**WHAT IS EXPECTED**
Could you copy every entry exactly, with nothing changed?

**SUPPLIED DATA**
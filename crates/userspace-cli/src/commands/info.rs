//! Descriptive commands: the identity key and a configuration summary.

use anyhow::Result;
use serde::Serialize;
use userspace_scm::DISPLAY_NAME;

use super::Host;
use crate::formatter::{self, OutputFormat};
use crate::theme::Theme;

/// Print the SCM identity key.
pub(crate) fn show_key(host: &Host) -> Result<String> {
    let key = host.scm.key();
    formatter::print_value(host.format, "key", &key)?;
    Ok(key)
}

#[derive(Debug, Serialize)]
struct Summary<'a> {
    scm_type: &'static str,
    key: String,
    image: &'a str,
    head: &'a str,
    pinned_revision: Option<&'a str>,
    requires_workspace_for_polling: bool,
    backend: &'static str,
    changelog_parser: &'static str,
    browser: Option<&'a str>,
    state_directory: String,
    config_files: &'a [String],
}

/// Print what the host is configured to do.
pub(crate) fn show_info(host: &Host, config_files: &[String]) -> Result<()> {
    let settings = host.scm.settings();
    let summary = Summary {
        scm_type: host.scm.scm_type(),
        key: host.scm.key(),
        image: &settings.container.image,
        head: &settings.head,
        pinned_revision: settings.pinned.token(),
        requires_workspace_for_polling: host.scm.requires_workspace_for_polling(),
        backend: host.backend_name,
        changelog_parser: host.scm.changelog_parser().name(),
        browser: settings.browser_base.as_ref().map(url::Url::as_str),
        state_directory: host.store.directory().display().to_string(),
        config_files,
    };

    if host.format == OutputFormat::Json {
        println!("{}", serde_json::to_string_pretty(&summary)?);
        return Ok(());
    }

    let none = Theme::dimmed("(none)");
    println!("{}", Theme::header(&format!("{DISPLAY_NAME} SCM")));
    println!("{}", Theme::field("type", summary.scm_type));
    println!("{}", Theme::field("key", &summary.key));
    println!("{}", Theme::field("image", summary.image));
    println!("{}", Theme::field("head", summary.head));
    println!(
        "{}",
        Theme::field("pinned", summary.pinned_revision.unwrap_or(&none))
    );
    println!(
        "{}",
        Theme::field(
            "polling",
            if summary.requires_workspace_for_polling {
                "needs workspace"
            } else {
                "workspace-free"
            }
        )
    );
    println!("{}", Theme::field("backend", summary.backend));
    println!("{}", Theme::field("parser", summary.changelog_parser));
    println!("{}", Theme::field("browser", summary.browser.unwrap_or(&none)));
    println!("{}", Theme::field("state", &summary.state_directory));
    if summary.config_files.is_empty() {
        println!("{}", Theme::field("config", &none));
    } else {
        for file in summary.config_files {
            println!("{}", Theme::field("config", file));
        }
    }
    Ok(())
}
//! Bridge from `userspace_config::Config` to domain types.

use std::sync::Arc;
use std::time::Duration;

use anyhow::{Context, Result};
use url::Url;
use userspace_config::{BackendKind, Config};
use userspace_delegate::{ContainerBackend, ContainerSpec, DockerBackend, LocalProcessBackend};
use userspace_scm::{FileRevisionStore, PinnedRevision, PollingMode, ScmSettings};
use userspace_telemetry::{LogConfig, LogFormat};

/// Convert the `[logging]` section, applying `-v` flags on top.
pub(crate) fn to_log_config(cfg: &Config, verbose: u8) -> LogConfig {
    let format = match cfg.logging.format.as_str() {
        "pretty" => LogFormat::Pretty,
        "json" => LogFormat::Json,
        "full" => LogFormat::Full,
        _ => LogFormat::Compact,
    };

    let mut log_config = LogConfig::new(&cfg.logging.level)
        .with_format(format)
        .with_verbosity(verbose);

    for directive in &cfg.logging.directives {
        log_config = log_config.with_directive(directive);
    }

    if let Some(dir) = &cfg.logging.directory {
        log_config = log_config.with_file_logging(dir);
    }

    log_config
}

/// Convert the `[scm]` and `[browser]` sections.
pub(crate) fn to_scm_settings(cfg: &Config) -> Result<ScmSettings> {
    let container = ContainerSpec::new(&cfg.scm.image).with_config(&cfg.scm.config);

    let browser_base = cfg
        .browser
        .base_url
        .as_deref()
        .map(Url::parse)
        .transpose()
        .context("browser.base_url is not a valid URL")?;

    Ok(ScmSettings::new(container, &cfg.scm.head)
        .with_pinned(PinnedRevision::from_config(cfg.scm.pinned_revision()))
        .with_polling(PollingMode::from_flag(
            cfg.scm.requires_workspace_for_polling,
        ))
        .with_browser_base(browser_base))
}

/// Build the configured container backend.
pub(crate) fn to_backend(cfg: &Config) -> Arc<dyn ContainerBackend> {
    let timeout = cfg.backend.timeout_secs.map(Duration::from_secs);
    match cfg.backend.kind {
        BackendKind::Docker => Arc::new(
            DockerBackend::new()
                .with_program(&cfg.backend.program)
                .with_run_args(cfg.backend.extra_args.clone())
                .with_timeout(timeout),
        ),
        BackendKind::Local => Arc::new(
            LocalProcessBackend::new()
                .with_args(cfg.backend.extra_args.clone())
                .with_timeout(timeout),
        ),
    }
}

/// Open the revision store under the configured state directory.
pub(crate) fn to_revision_store(cfg: &Config) -> Result<FileRevisionStore> {
    let directory = cfg
        .state_directory()
        .context("could not determine the state directory")?;
    Ok(FileRevisionStore::new(directory))
}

**TASK RESPONSE**
filename crates/userspace-cli/src/commands/info.rs
//! Descriptive commands: the identity key and a configuration summary.

use anyhow::Result;
use serde::Serialize;
use userspace_scm::DISPLAY_NAME;

use super::Host;
use crate::formatter::{self, OutputFormat};
use crate::theme::Theme;

/// Print the SCM identity key.
pub(crate) fn show_key(host: &Host) -> Result<String> {
    let key = host.scm.key();
    formatter::print_value(host.format, "key", &key)?;
    Ok(key)
}

#[derive(Debug, Serialize)]
struct Summary<'a> {
    scm_type: &'static str,
    key: String,
    image: &'a str,
    head: &'a str,
    pinned_revision: Option<&'a str>,
    requires_workspace_for_polling: bool,
    backend: &'static str,
    changelog_parser: &'static str,
    browser: Option<&'a str>,
    state_directory: String,
    config_files: &'a [String],
}

/// Print what the host is configured to do.
pub(crate) fn show_info(host: &Host, config_files: &[String]) -> Result<()> {
    let settings = host.scm.settings();
    let summary = Summary {
        scm_type: host.scm.scm_type(),
        key: host.scm.key(),
        image: &settings.container.image,
        head: &settings.head,
        pinned_revision: settings.pinned.token(),
        requires_workspace_for_polling: host.scm.requires_workspace_for_polling(),
        backend: host.backend_name,
        changelog_parser: host.scm.changelog_parser().name(),
        browser: settings.browser_base.as_ref().map(url::Url::as_str),
        state_directory: host.store.directory().display().to_string(),
        config_files,
    };

    if host.format == OutputFormat::Json {
        println!("{}", serde_json::to_string_pretty(&summary)?);
        return Ok(());
    }

    let none = Theme::dimmed("(none)");
    println!("{}", Theme::header(&format!("{DISPLAY_NAME} SCM")));
    println!("{}", Theme::field("type", summary.scm_type));
    println!("{}", Theme::field("key", &summary.key));
    println!("{}", Theme::field("image", summary.image));
    println!("{}", Theme::field("head", summary.head));
    println!(
        "{}",
        Theme::field("pinned", summary.pinned_revision.unwrap_or(&none))
    );
    println!(
        "{}",
        Theme::field(
            "polling",
            if summary.requires_workspace_for_polling {
                "needs workspace"
            } else {
                "workspace-free"
            }
        )
    );
    println!("{}", Theme::field("backend", summary.backend));
    println!("{}", Theme::field("parser", summary.changelog_parser));
    println!("{}", Theme::field("browser", summary.browser.unwrap_or(&none)));
    println!("{}", Theme::field("state", &summary.state_directory));
    if summary.config_files.is_empty() {
        println!("{}", Theme::field("config", &none));
    } else {
        for file in summary.config_files {
            println!("{}", Theme::field("config", file));
        }
    }
    Ok(())
}
//! Bridge from `userspace_config::Config` to domain types.

use std::sync::Arc;
use std::time::Duration;

use anyhow::{Context, Result};
use url::Url;
use userspace_config::{BackendKind, Config};
use userspace_delegate::{ContainerBackend, ContainerSpec, DockerBackend, LocalProcessBackend};
use userspace_scm::{FileRevisionStore, PinnedRevision, PollingMode, ScmSettings};
use userspace_telemetry::{LogConfig, LogFormat};

/// Convert the `[logging]` section, applying `-v` flags on top.
pub(crate) fn to_log_config(cfg: &Config, verbose: u8) -> LogConfig {
    let format = match cfg.logging.format.as_str() {
        "pretty" => LogFormat::Pretty,
        "json" => LogFormat::Json,
        "full" => LogFormat::Full,
        _ => LogFormat::Compact,
    };

    let mut log_config = LogConfig::new(&cfg.logging.level)
        .with_format(format)
        .with_verbosity(verbose);

    for directive in &cfg.logging.directives {
        log_config = log_config.with_directive(directive);
    }

    if let Some(dir) = &cfg.logging.directory {
        log_config = log_config.with_file_logging(dir);
    }

    log_config
}

/// Convert the `[scm]` and `[browser]` sections.
pub(crate) fn to_scm_settings(cfg: &Config) -> Result<ScmSettings> {
    let container = ContainerSpec::new(&cfg.scm.image).with_config(&cfg.scm.config);

    let browser_base = cfg
        .browser
        .base_url
        .as_deref()
        .map(Url::parse)
        .transpose()
        .context("browser.base_url is not a valid URL")?;

    Ok(ScmSettings::new(container, &cfg.scm.head)
        .with_pinned(PinnedRevision::from_config(cfg.scm.pinned_revision()))
        .with_polling(PollingMode::from_flag(
            cfg.scm.requires_workspace_for_polling,
        ))
        .with_browser_base(browser_base))
}

/// Build the configured container backend.
pub(crate) fn to_backend(cfg: &Config) -> Arc<dyn ContainerBackend> {
    let timeout = cfg.backend.timeout_secs.map(Duration::from_secs);
    match cfg.backend.kind {
        BackendKind::Docker => Arc::new(
            DockerBackend::new()
                .with_program(&cfg.backend.program)
                .with_run_args(cfg.backend.extra_args.clone())
                .with_timeout(timeout),
        ),
        BackendKind::Local => Arc::new(
            LocalProcessBackend::new()
                .with_args(cfg.backend.extra_args.clone())
                .with_timeout(timeout),
        ),
    }
}

/// Open the revision store under the configured state directory.
pub(crate) fn to_revision_store(cfg: &Config) -> Result<FileRevisionStore> {
    let directory = cfg
        .state_directory()
        .context("could not determine the state directory")?;
    Ok(FileRevisionStore::new(directory))
}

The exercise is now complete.